Diese Wochen habe ich wieder einmal ein wenig in Sachen Musik-Dokumentationen herumgestoebert, was dazu fuehrte, dass ich mich endlich, endlich einmal ein wenig genauer mit Hall & Oates beschaeftigt habe. Vom Namen her waren mir die beiden Herren ja durchaus bekannt, aber dass die beiden so aktiv und so erfolgreich gewesen sind, war mir nicht bewusst. Gewissermassen ein Nebenschauplatz in der Erzaehlung war die Erwaehnung eines sehr netten Projektes, welches Daryl Hall vor ein paar Jahren gestartet hat:

Daryl Hall started Live From Daryl’s House, the free monthly web show in late 2007, after having the idea of “playing with my friends and putting it up on the Internet,” and the show has since garnered acclaim from Rolling Stone, SPIN, Daily Variety, CNN, BBC, Yahoo! Music and influential blogger Bob Lefsetz, who have cited Live From Daryl’s House as a perfect example of a veteran artist reinventing himself in the digital age by collaborating with both established colleagues and newer performers.
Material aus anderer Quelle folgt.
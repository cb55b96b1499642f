use ndarray::{Array2, ArrayView2};

/// A differentiable objective over a batch of predictions.
pub trait LossFn {
    /// Returns the loss of `y_pred` against the targets `y`.
    fn loss(&self, y_pred: ArrayView2<f32>, y: ArrayView2<f32>) -> f32;

    /// Returns the gradient of the loss with respect to `y_pred`.
    fn loss_prime(&self, y_pred: ArrayView2<f32>, y: ArrayView2<f32>) -> Array2<f32>;
}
Wenn ich derartige Dinge aufschnappe, fuehrt dies natuerlich dazu, dass ich da mal ein wenig genauer nachschaue; war in jedem Fall den Ausflug wert, denn das Format in welchem da Musik gemacht wird, hat etwas frisches an sich – kein riesiger Aufwand, sondern alles recht hands-on und mit dem Fokus auf die musikalische Begegnung zwischen den beteiligten Musikern. Ich denke mal, dass ich mich da mal ein wenig durch die zurueckliegenden Folgen hoeren und schauen muss, vor allen Dingen auch, weil sich da einige Musiker in der Liste befinden, von welchen ich bisher noch nicht gehoert habe.